Camarones tendrá formación profesional en turismo y pesca
El Ministerio de Educación de Chubut acordó crear un anexo del Centro de Formación Profesional en la localidad costera, con foco en las actividades productivas de la zona.

La pequeña localidad de Camarones, sobre la costa atlántica chubutense, dará un salto en materia educativa con la creación de un anexo del Centro de Formación Profesional orientado a dos de las actividades que definen su identidad: el turismo y la pesca.
El acuerdo fue sellado entre el ministro de Educación de Chubut y la intendenta de Camarones, con el objetivo de generar oportunidades de capacitación para jóvenes y adultos sin necesidad de migrar a ciudades más grandes. Un dato que no es menor en una provincia donde las distancias conspiran contra el acceso a la formación.
Camarones es una localidad de menos de dos mil habitantes ubicada entre Rawson y Comodoro Rivadavia, en una de las zonas más ricas en biodiversidad marina de toda la Patagonia atlántica. A pocos kilómetros se encuentra Cabo Dos Bahías, reserva provincial que alberga colonias de pingüinos de Magallanes, lobos marinos y guanacos. El potencial turístico es enorme, pero hasta ahora faltaban herramientas de formación local para aprovecharlo.

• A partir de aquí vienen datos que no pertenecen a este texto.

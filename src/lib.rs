//! Read-only decoder for RAR archives (versions 1.5 and 5.0).
//!
//! The crate exposes the contents of one or more archive volumes as a
//! navigable file tree: per-file metadata (name, sizes, timestamps,
//! attributes, encryption and compression status) and, on demand, a byte
//! stream of the original file contents verified against the stored
//! checksum.
//!
//! ## Reading an archive
//!
//! ```rust,no_run
//! use std::io::Read;
//! use rarfs::{ArchiveFs, Options};
//!
//! let rfs = ArchiveFs::open_with("archive.part1.rar", Options::new().password("secret"))?;
//! for entry in rfs.read_dir(".")? {
//!     println!("{} ({} bytes)", entry.name, entry.size);
//! }
//! let contents = rfs.read_file("docs/readme.txt")?;
//! # Ok::<(), Box<dyn std::error::Error>>(())
//! ```
//!
//! ## Streaming
//!
//! [`Reader`] decodes single-volume archives from any [`std::io::Read`]
//! source; [`Archive`] opens file-backed archives and follows
//! multi-volume sets. [`list`] and [`list_archive_info`] enumerate
//! metadata without decoding contents.
//!
//! Multi-volume sets are stitched transparently: files spanning volumes
//! read as one continuous stream, and random access (where the source
//! supports seeking) maps offsets back to the owning volume.

mod blocklist;
mod bufio;
mod crypto;
mod decode;
mod decompress;
mod error;
mod format;
mod fs;
mod header;
mod list;
mod options;
mod packed;
mod parsing;
mod reader;
mod volume;

#[cfg(test)]
mod testutil;

pub use decode::ArchiveFile;
pub use error::{PathError, RarError, Result};
pub use format::{FileMode, HostOs, RawTimestamp, Signature};
pub use fs::{ArchiveFs, DirFile, FileInfo, FsFile};
pub use header::FileHeader;
pub use list::{
    list, list_archive_info, list_archive_info_parallel, read_all_headers, read_headers,
    ArchiveFileInfo, Entry, FilePartInfo,
};
pub use options::Options;
pub use reader::{Archive, Reader};
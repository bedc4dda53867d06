//! Legacy (RAR 1.5 - 4.x) block-header decoding.
//!
//! Each block: u16 CRC + type byte + u16 flags + u16 size + optional
//! 4-byte add-size + type-specific body. The header CRC is the low 16
//! bits of a CRC-32 over everything after the CRC field.

use tracing::{debug, trace};

use super::vint::SliceReader;
use super::{truncated, NextBlock};
use crate::bufio::BufVolumeReader;
use crate::crypto::rar15::{derive_keys, LegacyKeys, KDF_ROUNDS, SALT_SIZE};
use crate::crypto::{CbcCipher, AES_BLOCK_SIZE};
use crate::error::{RarError, Result};
use crate::format::{HostOs, RawTimestamp};
use crate::header::{FileBlockHeader, HashKind};
use crate::options::Options;

// Block types
const BLOCK_MAIN: u8 = 0x73;
const BLOCK_FILE: u8 = 0x74;
const BLOCK_END: u8 = 0x7b;

// Main header flags
const MAIN_VOLUME: u16 = 0x0001;
const MAIN_SOLID: u16 = 0x0008;
const MAIN_NEW_NAMING: u16 = 0x0010;
const MAIN_ENCRYPTED: u16 = 0x0080;

// File header flags
const FILE_SPLIT_BEFORE: u16 = 0x0001;
const FILE_SPLIT_AFTER: u16 = 0x0002;
const FILE_ENCRYPTED: u16 = 0x0004;
const FILE_SOLID: u16 = 0x0010;
const FILE_WINDOW_MASK: u16 = 0x00e0;
const FILE_LARGE: u16 = 0x0100;
const FILE_UNICODE: u16 = 0x0200;
const FILE_SALT: u16 = 0x0400;
const FILE_EXT_TIME: u16 = 0x1000;

// End header flags
const END_NEXT_VOLUME: u16 = 0x0001;

// Generic block flags
const BLOCK_LONG: u16 = 0x8000;

const HEAD_SIZE: usize = 7;

/// One decoded legacy block head plus its body bytes.
struct Block15 {
    htype: u8,
    flags: u16,
    body: Vec<u8>,
    /// Size of the data area following the header.
    data_size: u64,
}

/// Legacy block reader; carries the archive-level state declared by the
/// main header (volume set, solid, naming scheme, header encryption).
#[derive(Clone, Debug)]
pub(crate) struct Archive15 {
    password: Option<String>,
    pub(crate) multi: bool,
    pub(crate) old_naming: bool,
    pub(crate) solid: bool,
    encrypted: bool,
    key_cache: Vec<([u8; SALT_SIZE], LegacyKeys)>,
}
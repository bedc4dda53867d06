//! Filesystem view over an archive: a path-keyed tree built from the
//! flat file list, with open/stat/readdir/sub operations.

use std::collections::HashMap;
use std::io::{self, Read};
use std::path::Path;
use std::sync::Arc;

use tracing::debug;

use crate::blocklist::FileBlockList;
use crate::decode::ArchiveFile;
use crate::error::{PathError, RarError, Result};
use crate::format::{FileMode, RawTimestamp};
use crate::header::FileHeader;
use crate::list::read_all_file_blocks;
use crate::options::Options;
use crate::volume::VolumeManager;

/// Metadata of one tree entry.
#[derive(Debug, Clone)]
pub struct FileInfo {
    /// Base name of the entry.
    pub name: String,
    /// Unpacked size; 0 for directories, -1 when unknown.
    pub size: i64,
    /// File mode derived from host attributes.
    pub mode: FileMode,
    /// Modification time (zero when unset).
    pub modified: RawTimestamp,
    /// Entry is a directory.
    pub is_dir: bool,
}

impl FileInfo {
    fn from_header(h: &FileHeader) -> Self {
        FileInfo {
            name: h.base_name().to_string(),
            size: if h.is_dir { 0 } else { h.unpacked_size },
            mode: h.mode(),
            modified: h.modification_time,
            is_dir: h.is_dir,
        }
    }

    /// Synthesized entry for a directory the archive never named.
    fn dummy_dir(name: &str) -> Self {
        FileInfo {
            name: base_name(name).to_string(),
            size: 0,
            mode: FileMode::dummy_dir(),
            modified: RawTimestamp::default(),
            is_dir: true,
        }
    }
}

/// A node in the path-keyed tree: a file backed by a block list, or a
/// directory (explicit or synthesized) with child path keys.
#[derive(Debug)]
struct FsNode {
    name: String,
    blocks: Option<Arc<FileBlockList>>,
    children: Vec<String>,
}

impl FsNode {
    fn is_dir(&self) -> bool {
        match &self.blocks {
            None => true,
            Some(blocks) => blocks.is_dir(),
        }
    }

    fn info(&self) -> FileInfo {
        match &self.blocks {
            None => FileInfo::dummy_dir(&self.name),
            Some(blocks) => FileInfo::from_header(&blocks.first_block().h),
        }
    }
}

/// An opened tree entry: a readable file or a directory handle.
pub enum FsFile {
    File(ArchiveFile),
    Dir(DirFile),
}

impl FsFile {
    pub fn stat(&self) -> FileInfo {
        match self {
            FsFile::File(f) => FileInfo::from_header(&f.header()),
            FsFile::Dir(d) => d.info.clone(),
        }
    }

    pub fn is_dir(&self) -> bool {
        matches!(self, FsFile::Dir(_))
    }
}

impl Read for FsFile {
    fn read(&mut self, buf: &mut [u8]) -> io::Result<usize> {
        match self {
            FsFile::File(f) => f.read(buf),
            FsFile::Dir(_) => Ok(0),
        }
    }
}

/// Directory handle with an entry iterator.
pub struct DirFile {
    info: FileInfo,
    entries: Vec<FileInfo>,
    index: usize,
}

impl DirFile {
    /// Next `n` entries; all remaining when `n` is 0.
    pub fn read_dir(&mut self, n: usize) -> Vec<FileInfo> {
        if n == 0 {
            return self.entries.clone();
        }
        let end = (self.index + n).min(self.entries.len());
        let out = self.entries[self.index..end].to_vec();
        self.index = end;
        out
    }
}

type PathResult<T> = std::result::Result<T, PathError>;

/// Read-only filesystem view of an archive.
///
/// Each opened file drives its own volume cursor, so distinct files can
/// be read concurrently.
#[derive(Debug)]
pub struct ArchiveFs {
    vm: Arc<VolumeManager>,
    tree: HashMap<String, FsNode>,
}

impl ArchiveFs {
    /// Open the archive at `path` and build the tree from its file list.
    pub fn open(path: impl AsRef<Path>) -> Result<Self> {
        Self::open_with(path, Options::new())
    }

    pub fn open_with(path: impl AsRef<Path>, options: Options) -> Result<Self> {
        let (vm, lists) = read_all_file_blocks(path.as_ref(), &options)?;
        Self::build(vm, lists)
    }

    fn build(vm: Arc<VolumeManager>, lists: Vec<Arc<FileBlockList>>) -> Result<Self> {
        let mut tree: HashMap<String, FsNode> = HashMap::new();
        tree.insert(
            ".".to_string(),
            FsNode {
                name: ".".to_string(),
                blocks: None,
                children: Vec::new(),
            },
        );
        for blocks in lists {
            let h = blocks.first_block();
            let name = clean_path(h.h.name.trim_start_matches('/'));
            if !valid_path(&name) || name == "." {
                return Err(RarError::BadArchivePath(name));
            }
            if let Some(node) = tree.get_mut(&name) {
                // later entries shadow earlier ones only with a newer
                // file version
                let replace = match &node.blocks {
                    None => true,
                    Some(existing) => existing.first_block().h.version < h.h.version,
                };
                if replace {
                    node.blocks = Some(blocks);
                }
                continue;
            }
            tree.insert(
                name.clone(),
                FsNode {
                    name: name.clone(),
                    blocks: Some(blocks),
                    children: Vec::new(),
                },
            );
            // synthesize missing ancestors and link the chain
            let mut child = name;
            loop {
                let parent = parent_path(&child).to_string();
                if let Some(node) = tree.get_mut(&parent) {
                    node.children.push(child);
                    break;
                }
                tree.insert(
                    parent.clone(),
                    FsNode {
                        name: parent.clone(),
                        blocks: None,
                        children: vec![child],
                    },
                );
                child = parent;
            }
        }
        debug!(entries = tree.len(), "built filesystem view");
        Ok(ArchiveFs { vm, tree })
    }

    fn node(&self, op: &'static str, name: &str) -> PathResult<&FsNode> {
        if !valid_path(name) {
            return Err(PathError::new(op, name, RarError::InvalidPath));
        }
        self.tree
            .get(name)
            .ok_or_else(|| PathError::new(op, name, RarError::NotFound))
    }

    fn sorted_entries(&self, node: &FsNode) -> Vec<FileInfo> {
        let mut entries: Vec<FileInfo> = node
            .children
            .iter()
            .filter_map(|key| self.tree.get(key))
            .map(|child| child.info())
            .collect();
        entries.sort_by(|a, b| a.name.cmp(&b.name));
        entries
    }

    /// Open a file or directory.
    pub fn open_file(&self, name: &str) -> PathResult<FsFile> {
        let node = self.node("open", name)?;
        if node.is_dir() {
            return Ok(FsFile::Dir(DirFile {
                info: node.info(),
                entries: self.sorted_entries(node),
                index: 0,
            }));
        }
        let blocks = node.blocks.as_ref().expect("file nodes have blocks");
        let file = ArchiveFile::open(&self.vm, blocks)
            .map_err(|e| PathError::new("open", name, e))?;
        Ok(FsFile::File(file))
    }

    /// Directory entries sorted by base name.
    pub fn read_dir(&self, name: &str) -> PathResult<Vec<FileInfo>> {
        let node = self.node("readdir", name)?;
        if !node.is_dir() {
            return Err(PathError::new("readdir", name, RarError::InvalidPath));
        }
        Ok(self.sorted_entries(node))
    }

    /// Full decoded contents of a file.
    pub fn read_file(&self, name: &str) -> PathResult<Vec<u8>> {
        let node = self.node("readfile", name)?;
        if node.is_dir() {
            return Ok(Vec::new());
        }
        let blocks = node.blocks.as_ref().expect("file nodes have blocks");
        let mut file = ArchiveFile::open(&self.vm, blocks)
            .map_err(|e| PathError::new("readfile", name, e))?;
        let h = blocks.first_block();
        let mut out = if h.h.unknown_size {
            Vec::new()
        } else {
            Vec::with_capacity(h.h.unpacked_size.max(0) as usize)
        };
        file.read_to_end(&mut out)
            .map_err(|e| PathError::new("readfile", name, RarError::from(e)))?;
        Ok(out)
    }

    /// Metadata of a file or directory.
    pub fn stat(&self, name: &str) -> PathResult<FileInfo> {
        Ok(self.node("stat", name)?.info())
    }

    /// Stream a file through its decode stack, discarding the output,
    /// purely to verify the stored checksum.
    pub fn check(&self, name: &str) -> PathResult<()> {
        let node = self.node("check", name)?;
        if node.is_dir() {
            return Err(PathError::new("check", name, RarError::InvalidPath));
        }
        let blocks = node.blocks.as_ref().expect("file nodes have blocks");
        if !blocks.has_file_hash() {
            return Ok(());
        }
        let mut file = ArchiveFile::open(&self.vm, blocks)
            .map_err(|e| PathError::new("check", name, e))?;
        let mut sink = [0u8; 4096];
        loop {
            match file.read(&mut sink) {
                Ok(0) => return Ok(()),
                Ok(_) => {}
                Err(e) => return Err(PathError::new("check", name, RarError::from(e))),
            }
        }
    }

    /// A view rooted at `dir`, sharing this archive's volume manager.
    pub fn sub(&self, dir: &str) -> PathResult<ArchiveFs> {
        if dir == "." {
            return Ok(ArchiveFs {
                vm: self.vm.clone(),
                tree: self.clone_tree(),
            });
        }
        let node = self.node("sub", dir)?;
        if !node.is_dir() {
            return Err(PathError::new("sub", dir, RarError::InvalidPath));
        }
        let prefix = format!("{dir}/");
        let strip = |key: &str| -> Option<String> {
            if key == dir {
                Some(".".to_string())
            } else {
                key.strip_prefix(&prefix).map(str::to_string)
            }
        };
        let mut tree = HashMap::new();
        for (key, node) in &self.tree {
            let Some(new_key) = strip(key) else { continue };
            tree.insert(
                new_key.clone(),
                FsNode {
                    name: if new_key == "." {
                        ".".to_string()
                    } else {
                        node.name.clone()
                    },
                    blocks: node.blocks.clone(),
                    children: node.children.iter().filter_map(|c| strip(c)).collect(),
                },
            );
        }
        Ok(ArchiveFs {
            vm: self.vm.clone(),
            tree,
        })
    }

    fn clone_tree(&self) -> HashMap<String, FsNode> {
        self.tree
            .iter()
            .map(|(k, v)| {
                (
                    k.clone(),
                    FsNode {
                        name: v.name.clone(),
                        blocks: v.blocks.clone(),
                        children: v.children.clone(),
                    },
                )
            })
            .collect()
    }
}

fn base_name(path: &str) -> &str {
    path.rsplit('/').next().unwrap_or(path)
}

fn parent_path(path: &str) -> &str {
    match path.rfind('/') {
        Some(i) => &path[..i],
        None => ".",
    }
}

/// Rooted-path validity: `/`-separated, no empty, `.` or `..`
/// components; the literal `"."` names the root.
fn valid_path(name: &str) -> bool {
    if name == "." {
        return true;
    }
    if name.is_empty() {
        return false;
    }
    name.split('/').all(|c| !c.is_empty() && c != "." && c != "..")
}

/// Lexically normalize a `/`-separated path.
fn clean_path(name: &str) -> String {
    let mut out: Vec<&str> = Vec::new();
    for comp in name.split('/') {
        match comp {
            "" | "." => {}
            ".." => {
                if out.pop().is_none() {
                    out.push("..");
                }
            }
            c => out.push(c),
        }
    }
    if out.is_empty() {
        ".".to_string()
    } else {
        out.join("/")
    }
}
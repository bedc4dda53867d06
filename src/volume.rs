//! Physical volumes and the manager that names, opens and tracks them.
//!
//! A [`Volume`] is one cursor over one physical file: buffered reader,
//! block parser and the unread remainder of the current data area. The
//! [`VolumeManager`] owns the ordered list of discovered volume names and
//! hands out successor volumes and fresh cursors for random access.

use std::fs;
use std::path::{Path, PathBuf};
use std::sync::{Arc, Mutex};

use tracing::debug;

use crate::bufio::{BufVolumeReader, ByteSource};
use crate::error::{RarError, Result};
use crate::format::Signature;
use crate::header::FileBlockHeader;
use crate::options::Options;
use crate::parsing::{BlockParser, NextBlock};

/// Tracks the ordered set of volume files belonging to one archive.
#[derive(Debug)]
pub(crate) struct VolumeManager {
    dir: PathBuf,
    files: Mutex<Vec<String>>,
    sig: Signature,
    options: Options,
    /// Snapshot of the most recent parser state, cloned into fresh
    /// cursors so they inherit archive flags and header-encryption keys.
    parser_template: Mutex<Option<BlockParser>>,
}

impl VolumeManager {
    pub(crate) fn options(&self) -> &Options {
        &self.options
    }

    /// Base names of the volumes used so far, in order.
    pub(crate) fn files(&self) -> Vec<String> {
        self.files.lock().unwrap().clone()
    }

    /// Full path of a discovered volume.
    pub(crate) fn volume_path(&self, volnum: usize) -> Option<PathBuf> {
        let files = self.files.lock().unwrap();
        files.get(volnum).map(|name| self.dir.join(name))
    }

    pub(crate) fn save_parser(&self, parser: &BlockParser) {
        *self.parser_template.lock().unwrap() = Some(parser.clone());
    }

    fn cursor_parser(&self) -> BlockParser {
        self.parser_template
            .lock()
            .unwrap()
            .clone()
            .unwrap_or_else(|| BlockParser::new(self.sig, &self.options))
    }

    /// Open the volume after `cur`, synthesizing its name when it has not
    /// been seen yet, and verify its signature version.
    fn open_next(&self, cur: usize, legacy_hint: bool) -> Result<(usize, BufVolumeReader)> {
        let next = cur + 1;
        let name = {
            let files = self.files.lock().unwrap();
            match files.get(next) {
                Some(name) => name.clone(),
                None => {
                    let cur_name = files.get(cur).ok_or(RarError::Invalid)?;
                    next_volume_name(cur_name, legacy_hint)
                        .ok_or(RarError::UnexpectedArchiveEnd)?
                }
            }
        };
        let path = self.dir.join(&name);
        debug!(volume = %name, "opening next volume");
        let file = fs::File::open(&path)?;
        let (br, sig) = BufVolumeReader::with_signature(Box::new(file))?;
        if sig != self.sig {
            return Err(RarError::UnknownVersion);
        }
        let mut files = self.files.lock().unwrap();
        if files.len() == next {
            files.push(name);
        }
        Ok((next, br))
    }

    /// Open a raw (unparsed) handle to a known volume for random access.
    fn open_raw(&self, volnum: usize) -> Result<Box<dyn ByteSource>> {
        let path = self.volume_path(volnum).ok_or(RarError::Invalid)?;
        Ok(Box::new(fs::File::open(path)?))
    }

    /// Fresh cursor over a known volume, positioned at the start of the
    /// data area passed to [`Volume::open_block`] by the caller.
    pub(crate) fn open_cursor(self: &Arc<Self>, volnum: usize) -> Result<Volume> {
        let src = self.open_raw(volnum)?;
        let br = BufVolumeReader::new(src);
        Ok(Volume {
            vm: Some(self.clone()),
            br,
            parser: self.cursor_parser(),
            num: volnum,
            data_left: 0,
        })
    }
}

/// One cursor over the archive: the current physical volume, its parser,
/// and the unread remainder of the current block's data area.
#[derive(Debug)]
pub(crate) struct Volume {
    vm: Option<Arc<VolumeManager>>,
    br: BufVolumeReader,
    parser: BlockParser,
    num: usize,
    data_left: u64,
}

/// Open the first volume of a file-backed archive.
pub(crate) fn open_volume(path: &Path, options: &Options) -> Result<(Volume, Arc<VolumeManager>)> {
    let dir = path.parent().unwrap_or(Path::new("")).to_path_buf();
    let base = path
        .file_name()
        .and_then(|n| n.to_str())
        .ok_or(RarError::Invalid)?
        .to_string();
    let file = fs::File::open(path)?;
    let (br, sig) = BufVolumeReader::with_signature(Box::new(file))?;
    debug!(volume = %base, ?sig, "opened first volume");
    let vm = Arc::new(VolumeManager {
        dir,
        files: Mutex::new(vec![base]),
        sig,
        options: options.clone(),
        parser_template: Mutex::new(None),
    });
    let vol = Volume {
        vm: Some(vm.clone()),
        parser: BlockParser::new(sig, options),
        br,
        num: 0,
        data_left: 0,
    };
    Ok((vol, vm))
}

impl Volume {
    /// Volume over a single in-memory or streamed source. Continuation
    /// into further volumes is impossible and surfaces [`RarError::MultiVolume`].
    pub(crate) fn new_stream(src: Box<dyn ByteSource>, options: &Options) -> Result<Self> {
        let (br, sig) = BufVolumeReader::with_signature(src)?;
        Ok(Volume {
            vm: None,
            parser: BlockParser::new(sig, options),
            br,
            num: 0,
            data_left: 0,
        })
    }

    pub(crate) fn can_seek(&self) -> bool {
        self.vm.is_some() && self.br.can_seek()
    }

    /// True once a main header has declared the archive part of a
    /// multi-volume set.
    pub(crate) fn is_multi_volume(&self) -> bool {
        self.parser.is_multi_volume()
    }

    /// Advance to the next file block, crossing volume boundaries as
    /// demanded. `Ok(None)` is the end of the archive. Any unread data of
    /// the current block is skipped first.
    pub(crate) fn next_block(&mut self) -> Result<Option<FileBlockHeader>> {
        loop {
            if self.data_left > 0 {
                self.br.discard(self.data_left).map_err(|e| {
                    if e.kind() == std::io::ErrorKind::UnexpectedEof {
                        RarError::UnexpectedArchiveEnd
                    } else {
                        RarError::Io(e)
                    }
                })?;
                self.data_left = 0;
            }
            let next = self.parser.next_block(&mut self.br, self.num)?;
            if let Some(vm) = &self.vm {
                vm.save_parser(&self.parser);
            }
            match next {
                NextBlock::File(h) => {
                    self.data_left = h.packed_size();
                    return Ok(Some(h));
                }
                NextBlock::EndOfVolume => {
                    let vm = self.vm.as_ref().ok_or(RarError::MultiVolume)?;
                    let (num, br) = vm.open_next(self.num, self.parser.legacy_naming())?;
                    self.br = br;
                    self.num = num;
                    self.parser.reset_volume();
                }
                NextBlock::EndOfArchive => return Ok(None),
            }
        }
    }

    /// Read packed bytes of the current block; `Ok(0)` when exhausted.
    pub(crate) fn read(&mut self, p: &mut [u8]) -> Result<usize> {
        if self.data_left == 0 || p.is_empty() {
            return Ok(0);
        }
        let want = p.len().min(self.data_left.min(usize::MAX as u64) as usize);
        let n = self.br.read(&mut p[..want])?;
        if n == 0 {
            // the volume file ended inside a declared data area
            return Err(RarError::UnexpectedArchiveEnd);
        }
        self.data_left -= n as u64;
        Ok(n)
    }

    /// Position this cursor at `off` within volume `volnum` with `len`
    /// packed bytes remaining. Random access only.
    pub(crate) fn open_block(&mut self, volnum: usize, off: u64, len: u64) -> Result<()> {
        if !self.can_seek() {
            return Err(RarError::MultiVolume);
        }
        if volnum != self.num {
            let vm = self.vm.as_ref().expect("seekable volumes have a manager");
            let src = vm.open_raw(volnum)?;
            self.br = BufVolumeReader::new(src);
            self.num = volnum;
        }
        self.br.seek_to(off)?;
        self.data_left = len;
        Ok(())
    }
}

/// Synthesize the successor of a volume file name.
///
/// Recognizes the modern `name.partNN.rar` scheme (zero-padded increment)
/// and the legacy `.rar` → `.r00` → … → `.r99` → `.s00` scheme. Returns
/// `None` for unrecognized patterns, which are treated as single-volume.
pub(crate) fn next_volume_name(name: &str, legacy_hint: bool) -> Option<String> {
    if !legacy_hint {
        if let Some(next) = next_part_name(name) {
            return Some(next);
        }
    }
    next_legacy_name(name)
}

fn next_part_name(name: &str) -> Option<String> {
    let lower = name.to_ascii_lowercase();
    let stem_end = lower.strip_suffix(".rar")?.len();
    let digits_end = stem_end;
    let digits_start = name[..digits_end]
        .rfind(|c: char| !c.is_ascii_digit())
        .map(|i| i + 1)?;
    if digits_start == digits_end || !lower[..digits_start].ends_with(".part") {
        return None;
    }
    let next_digits = increment_decimal(&name[digits_start..digits_end]);
    Some(format!(
        "{}{}{}",
        &name[..digits_start],
        next_digits,
        &name[stem_end..]
    ))
}

fn next_legacy_name(name: &str) -> Option<String> {
    let dot = name.rfind('.')?;
    let ext = &name[dot + 1..];
    if ext.eq_ignore_ascii_case("rar") {
        return Some(format!("{}.r00", &name[..dot]));
    }
    let b = ext.as_bytes();
    if b.len() == 3 && b[0].is_ascii_alphabetic() && b[1].is_ascii_digit() && b[2].is_ascii_digit()
    {
        let num = (b[1] - b'0') * 10 + (b[2] - b'0');
        let (letter, num) = if num == 99 {
            (b[0] + 1, 0)
        } else {
            (b[0], num + 1)
        };
        if !letter.is_ascii_alphabetic() {
            return None;
        }
        return Some(format!("{}.{}{:02}", &name[..dot], letter as char, num));
    }
    None
}

/// Increment a decimal string preserving zero padding; the width grows
/// only on all-nines overflow.
fn increment_decimal(digits: &str) -> String {
    let mut bytes: Vec<u8> = digits.bytes().collect();
    let mut i = bytes.len();
    loop {
        if i == 0 {
            bytes.insert(0, b'1');
            break;
        }
        i -= 1;
        if bytes[i] < b'9' {
            bytes[i] += 1;
            break;
        }
        bytes[i] = b'0';
    }
    String::from_utf8(bytes).expect("decimal digits")
}

#[cfg(test)]
mod tests {
    use super::*;

    #[test]
    fn test_part_naming() {
        assert_eq!(
            next_volume_name("a.part1.rar", false).unwrap(),
            "a.part2.rar"
        );
        assert_eq!(
            next_volume_name("a.part01.rar", false).unwrap(),
            "a.part02.rar"
        );
        assert_eq!(
            next_volume_name("a.part09.rar", false).unwrap(),
            "a.part10.rar"
        );
        assert_eq!(
            next_volume_name("a.part99.rar", false).unwrap(),
            "a.part100.rar"
        );
        assert_eq!(
            next_volume_name("Movie.Part2.RAR", false).unwrap(),
            "Movie.Part3.RAR"
        );
    }

    #[test]
    fn test_legacy_naming() {
        assert_eq!(next_volume_name("a.rar", true).unwrap(), "a.r00");
        assert_eq!(next_volume_name("a.r00", true).unwrap(), "a.r01");
        assert_eq!(next_volume_name("a.r09", true).unwrap(), "a.r10");
        assert_eq!(next_volume_name("a.r99", true).unwrap(), "a.s00");
        assert_eq!(next_volume_name("a.s00", true).unwrap(), "a.s01");
    }

    #[test]
    fn test_part_scheme_preferred_over_legacy() {
        // without the legacy hint the part scheme wins
        assert_eq!(
            next_volume_name("x.part2.rar", false).unwrap(),
            "x.part3.rar"
        );
        // with the hint, ".rar" rolls to ".r00"
        assert_eq!(next_volume_name("x.part2.rar", true).unwrap(), "x.part2.r00");
    }

    #[test]
    fn test_unrecognized_pattern() {
        assert_eq!(next_volume_name("archive.bin", false), None);
        assert_eq!(next_volume_name("no_extension", false), None);
        // ".rar" without digits is legacy-style first volume
        assert_eq!(next_volume_name("plain.rar", false).unwrap(), "plain.r00");
    }

    #[test]
    fn test_increment_decimal() {
        assert_eq!(increment_decimal("1"), "2");
        assert_eq!(increment_decimal("09"), "10");
        assert_eq!(increment_decimal("99"), "100");
        assert_eq!(increment_decimal("099"), "100");
        assert_eq!(increment_decimal("999"), "1000");
    }
}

En cuanto a la pesca, Camarones tiene una tradición artesanal que se remonta a sus orígenes. La formación profesional en este rubro apunta a mejorar las técnicas de procesamiento, las condiciones sanitarias y la capacidad de agregar valor al producto antes de que salga del pueblo. En una región donde la pesca artesanal compite en desventaja con las grandes flotas, la capacitación puede ser la diferencia entre sobrevivir y crecer.
Para la Patagonia en su conjunto, este tipo de iniciativas representa una apuesta por el desarrollo descentralizado. Formar profesionales donde están los recursos, en lugar de concentrar todo en las capitales provinciales, es una forma concreta de combatir el despoblamiento que afecta a las localidades costeras del sur.
El desafío, como siempre, estará en la implementación: sostener docentes calificados en una localidad remota, garantizar infraestructura adecuada y articular la oferta formativa con la demanda real del mercado laboral local. Pero la decisión política está tomada, y en pueblos como Camarones cada paso institucional cuenta doble.
Si el anexo funciona, podría convertirse en modelo replicable para otras localidades pequeñas de la costa patagónica que comparten el mismo perfil productivo y las mismas carencias educativas.